SOMEONE once remarked that pop music in the 1970s would have been pretty dull without David Bowie. His name is practically synonymous with style. As a proponent of art rock, Bowie turned heads with his self-styled characters like the androgynous Ziggy Stardust and the stark Thin White Duke. But throughout his stylistic changes, Bowie has consistently been a good songwriter. So it was depressing for died-in-the-wool fans that his many albums have been hard to find in recent years. Although RCA had issued CDs of some of his titles, by 1985 these also were off the market.
Fortunately, a major Bowie reissue set, called ``David Bowie: Sound + Vision,'' is now available in CD, LP, and cassette formats. The package was conceived by an independent, Massachusetts-based label, Rykodisc, and its focus is not just on Bowie's best-known songs.
``A lot of the hits aren't on the set,'' says Jeff Rougvie, manager for the project, in a telephone interview, ``although there are a fair amount of them, too.' He notes that the set includes ``Rebel Rebel'' (a different version from the original), ``Ziggy Stardust,'' ``Changes'' (in a live concert version), and ``Young Americans.''
``It's geared more toward getting people who already know the hits to pick it up and hear album tracks that the radio didn't play,'' says Mr. Rougvie.

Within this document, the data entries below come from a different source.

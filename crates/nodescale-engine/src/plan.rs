//! Scale plan computation.
//!
//! ```text
//! current == desired  → NoOp
//! current >  desired  → ScaleDown: remove the (current - desired) highest indices
//! current <  desired  → ScaleUp:
//!     template_count = desired + (highest + 1 - current)   if highest != 0
//!                    = desired                             otherwise
//!     index_offset   = highest + 1                         availability sets only
//! ```
//!
//! Templates lay out nodes `0..template_count` and the provider keeps
//! VMs that already exist, so with holes below `highest` the count has
//! to grow by the number of holes for the range to reach past the
//! surviving nodes.

use serde::Serialize;

use crate::error::{ScaleError, ScaleResult};
use crate::inventory::NodeInventory;

#[derive(Debug, Clone, Copy, PartialEq, Eq, Serialize)]
#[serde(rename_all = "snake_case")]
pub enum Direction {
    NoOp,
    ScaleDown,
    ScaleUp,
}

#[derive(Debug, Clone, PartialEq, Eq, Serialize)]
pub struct ScalePlan {
    pub direction: Direction,
    pub current_count: u32,
    pub desired_count: u32,
    pub highest_used_index: Option<u32>,
    /// Count handed to the template generator.
    pub template_count: u32,
    /// First index for new VMs (availability-set scale-up only).
    pub index_offset: Option<u32>,
    /// VMs to drain and delete, highest index first (availability-set
    /// scale-down only; scale sets shrink through the template).
    pub to_remove: Vec<String>,
}

impl ScalePlan {
    /// Fails only when the index arithmetic would leave the `u32` range.
    pub fn compute(inventory: &NodeInventory, desired_count: u32) -> ScaleResult<Self> {
        let current_count = inventory.current_count();
        let highest_used_index = inventory.highest_used_index();

        let mut plan = ScalePlan {
            direction: Direction::NoOp,
            current_count,
            desired_count,
            highest_used_index,
            template_count: desired_count,
            index_offset: None,
            to_remove: Vec::new(),
        };

        if current_count > desired_count {
            plan.direction = Direction::ScaleDown;
            if !inventory.is_scale_set() {
                plan.to_remove = inventory.highest_indexed((current_count - desired_count) as usize);
            }
        } else if current_count < desired_count {
            plan.direction = Direction::ScaleUp;
            let overflow = || ScaleError::IndexOverflow {
                highest: highest_used_index.unwrap_or_default(),
                desired: desired_count,
            };
            let next_index = match highest_used_index {
                Some(h) => h.checked_add(1).ok_or_else(overflow)?,
                None => 0,
            };
            if highest_used_index.is_some_and(|h| h != 0) {
                let holes = next_index.saturating_sub(current_count);
                plan.template_count = desired_count.checked_add(holes).ok_or_else(overflow)?;
            }
            if !inventory.is_scale_set() {
                plan.index_offset = Some(next_index);
            }
        }

        Ok(plan)
    }

    pub fn is_noop(&self) -> bool {
        self.direction == Direction::NoOp
    }
}
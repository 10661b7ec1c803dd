//! Offline inventory: a JSON export of a resource group's VMs and scale
//! sets, served through `ComputeClient` so the planner can run without
//! provider credentials.
//!
//! ```json
//! { "virtualMachines": [ { "name": "k8s-agentpool1-1a2b3c4d-0", "tags": { ... } } ],
//!   "scaleSets": [] }
//! ```

use std::path::Path;

use anyhow::{Context, bail};
use async_trait::async_trait;
use serde::{Deserialize, Serialize};
use serde_json::Value;

use crate::provider::{
    ComputeClient, Pager, ScaleSet, StaticPager, VirtualMachine, VmDeletionError,
};

#[derive(Debug, Clone, Default, PartialEq, Serialize, Deserialize)]
#[serde(rename_all = "camelCase")]
pub struct InventoryExport {
    #[serde(default)]
    pub virtual_machines: Vec<VirtualMachine>,
    #[serde(default)]
    pub scale_sets: Vec<ScaleSet>,
}

impl InventoryExport {
    pub fn from_file(path: &Path) -> anyhow::Result<Self> {
        let content = std::fs::read_to_string(path)
            .with_context(|| format!("failed to read inventory {}", path.display()))?;
        serde_json::from_str(&content)
            .with_context(|| format!("failed to parse inventory {}", path.display()))
    }
}

#[async_trait]
impl ComputeClient for InventoryExport {
    async fn list_virtual_machines(
        &self,
        _resource_group: &str,
    ) -> anyhow::Result<Box<dyn Pager<VirtualMachine>>> {
        Ok(Box::new(StaticPager::single(self.virtual_machines.clone())))
    }

    async fn list_scale_sets(
        &self,
        _resource_group: &str,
    ) -> anyhow::Result<Box<dyn Pager<ScaleSet>>> {
        Ok(Box::new(StaticPager::single(self.scale_sets.clone())))
    }

    async fn delete_virtual_machines(
        &self,
        _subscription_id: &str,
        _resource_group: &str,
        vm_names: &[String],
    ) -> Vec<VmDeletionError> {
        vm_names
            .iter()
            .map(|name| VmDeletionError {
                name: name.clone(),
                error: anyhow::anyhow!("inventory export is read-only"),
            })
            .collect()
    }

    async fn deploy_template(
        &self,
        _resource_group: &str,
        deployment_name: &str,
        _template: &Value,
        _parameters: &Value,
    ) -> anyhow::Result<()> {
        bail!("inventory export is read-only, cannot deploy {deployment_name}")
    }
}
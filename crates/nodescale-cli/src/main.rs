//! nodescale — agent pool scale planning.
//!
//! ```text
//! nodescale plan --api-model _output/mycluster/apimodel.json \
//!     --inventory rg-export.json --resource-group my-rg --location westus2 \
//!     --node-pool agentpool1 --new-node-count 5
//! ```

use std::path::PathBuf;

use clap::{Parser, Subcommand, ValueEnum};

mod commands;

#[derive(Parser)]
#[command(
    name = "nodescale",
    about = "Scale a cluster's agent pools",
    version,
    propagate_version = true,
)]
struct Cli {
    /// Emit logs as JSON lines.
    #[arg(long, global = true)]
    log_json: bool,

    #[command(subcommand)]
    command: Commands,
}

#[derive(Subcommand)]
enum Commands {
    /// Show what a scale operation would do, without changing anything.
    ///
    /// Nodes are read from a JSON export of the resource group
    /// ({"virtualMachines": [...], "scaleSets": [...]}).
    Plan(PlanArgs),
}

#[derive(clap::Args)]
struct PlanArgs {
    /// Path to the cluster's api model (apimodel.json)
    #[arg(short = 'm', long)]
    api_model: PathBuf,
    /// Resource group inventory export
    #[arg(short, long)]
    inventory: PathBuf,
    /// Pool to scale; required when the cluster has more than one
    #[arg(long)]
    node_pool: Option<String>,
    /// Desired node count
    #[arg(short = 'c', long, value_parser = clap::value_parser!(u32).range(1..))]
    new_node_count: u32,
    /// Resource group the cluster lives in
    #[arg(short = 'g', long)]
    resource_group: String,
    /// Cluster location
    #[arg(short, long)]
    location: String,
    /// Settings file (nodescale.toml)
    #[arg(long)]
    config: Option<PathBuf>,
    /// Output format
    #[arg(short, long, value_enum, default_value = "text")]
    format: OutputFormat,
}

#[derive(Clone, Copy, ValueEnum)]
enum OutputFormat {
    Text,
    Json,
}

#[tokio::main]
async fn main() -> anyhow::Result<()> {
    let cli = Cli::parse();

    let filter = tracing_subscriber::EnvFilter::try_from_default_env()
        .or_else(|_| tracing_subscriber::EnvFilter::try_new("info,nodescale=debug"))?;
    let subscriber = tracing_subscriber::fmt()
        .with_env_filter(filter)
        .with_writer(std::io::stderr);
    if cli.log_json {
        subscriber.json().init();
    } else {
        subscriber.init();
    }

    match cli.command {
        Commands::Plan(args) => commands::plan::run(args).await,
    }
}
/// Parse a token sequence into an [`Ast`].
///
/// This is the main public entrypoint for parsing. Syntax errors are reported as `Err` nodes
/// inside the tree; see [`Ast::err_diagnostics`].
///
/// ## Parameters
/// - `tokens`: Token sequence produced by `loon_syntax::lexer`.
/// - `source`: The exact text the tokens were lexed from.
#[tracing::instrument(skip_all, fields(token_count = tokens.len()))]
pub fn parse(tokens: &[Token], source: &str) -> Ast {
    Parser::new(tokens, source).parse()
}
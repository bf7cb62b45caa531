//! Diagnostics aggregation and publishing.

use std::path::PathBuf;

use loon_syntax::diagnostics::Diagnostic;
use rustc_hash::FxHashMap;

use super::SessionState;

impl SessionState {
    /// Recompute the diagnostics of every `provoking` path and publish them if anything changed.
    ///
    /// A file's diagnostics are its read error, lexing diagnostics and `Err` node diagnostics,
    /// sorted by span start. Published entries of files no longer tracked are dropped, which also
    /// counts as a change. Only a change (or `force`) schedules a [`DiagnosticsChanged`]
    /// notification.
    ///
    /// [`DiagnosticsChanged`]: super::DiagnosticsChanged
    pub fn publish(&mut self, force: bool, provoking: &[PathBuf]) {
        if provoking.is_empty() && !force {
            return;
        }

        let mut fresh: FxHashMap<PathBuf, Vec<Diagnostic>> = FxHashMap::default();
        for path in provoking {
            let mut diags = self
                .cached_file(path)
                .map(|file| file.all_diagnostics())
                .unwrap_or_default();
            diags.sort_by(|a, b| a.span.cmp_start(&b.span));
            fresh.insert(path.clone(), diags);
        }

        let before = self.published.len();
        let packs = &self.packs;
        self.published
            .retain(|path, _| path.parent().and_then(|dir| packs.get(dir)).is_some_and(|pack| pack.file(path).is_some()));
        let mut changed = self.published.len() != before;

        changed = changed
            || fresh.iter().any(|(path, diags)| {
                let published = self.published.get(path).map(Vec::as_slice).unwrap_or_default();
                !same_diagnostics(published, diags)
            });
        if changed {
            for (path, diags) in fresh {
                if self.is_known(&path) {
                    self.published.insert(path, diags);
                }
            }
            tracing::debug!(files = self.published.len(), "diagnostics changed");
        }

        if changed || force {
            self.notify_pending = true;
        }
    }
}

fn same_diagnostics(old: &[Diagnostic], new: &[Diagnostic]) -> bool {
    old.len() == new.len() && old.iter().zip(new).all(|(a, b)| a.equals(b, true))
}
//! Session configuration for loon tooling

use loon_syntax::parser::DEFAULT_SHEBANG_PREFIX;

/// Settings a [`Session`](crate::session::Session) is constructed with.
#[derive(Debug, Clone)]
pub struct SessionConfig {
    /// Extension of loon source files, without the dot
    pub source_extension: String,
    /// Interpreter-directive prefix that turns a file's first line into a comment
    pub shebang_prefix: String,
    /// Whether files under a dot-prefixed directory (`.git`, `.cache`, ...) are ignored
    pub exclude_dot_dirs: bool,
}

impl Default for SessionConfig {
    fn default() -> Self {
        Self {
            source_extension: "ls".to_string(),
            shebang_prefix: DEFAULT_SHEBANG_PREFIX.to_string(),
            exclude_dot_dirs: true,
        }
    }
}

impl SessionConfig {
    /// Create a new config with default settings
    pub fn new() -> Self {
        Self::default()
    }

    /// Set the source file extension (given without the dot)
    pub fn with_source_extension(mut self, ext: impl Into<String>) -> Self {
        self.source_extension = ext.into();
        self
    }

    /// Set the interpreter-directive prefix
    pub fn with_shebang_prefix(mut self, prefix: impl Into<String>) -> Self {
        self.shebang_prefix = prefix.into();
        self
    }

    /// Set whether dot-prefixed directories are excluded
    pub fn with_exclude_dot_dirs(mut self, exclude: bool) -> Self {
        self.exclude_dot_dirs = exclude;
        self
    }
}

Bowie knew of the excellent job the label had done with its Jimi Hendrix and Frank Zappa reissue packages, says Rougvie, and was looking for something similar. So he helped unearth rare tracks for the set, notably the original demo tape of his 1969 hit ``Space Oddity,'' recorded in his living room.
Thanks to Bowie's foresight and business acumen, rights for all the masters of his albums reverted to him in 1984. ``It's rare when an artist gets his own catalog - it was a pretty shrewd deal that he made in the beginning,'' says Rougvie.
The Bowie CD package includes three full-length discs, and a video disc featuring an unreleased live concert in Boston from 1972, and a booklet illustrated with Bowie photos. Some rarities include a previously unreleased track of Bruce Springsteen's ``It's Hard to be a Saint in the City'' and an outtake from the ``Young Americans'' recording session.
The CD set sells for $59.95, the cassette set for $49.95, and the LP set for $69.95.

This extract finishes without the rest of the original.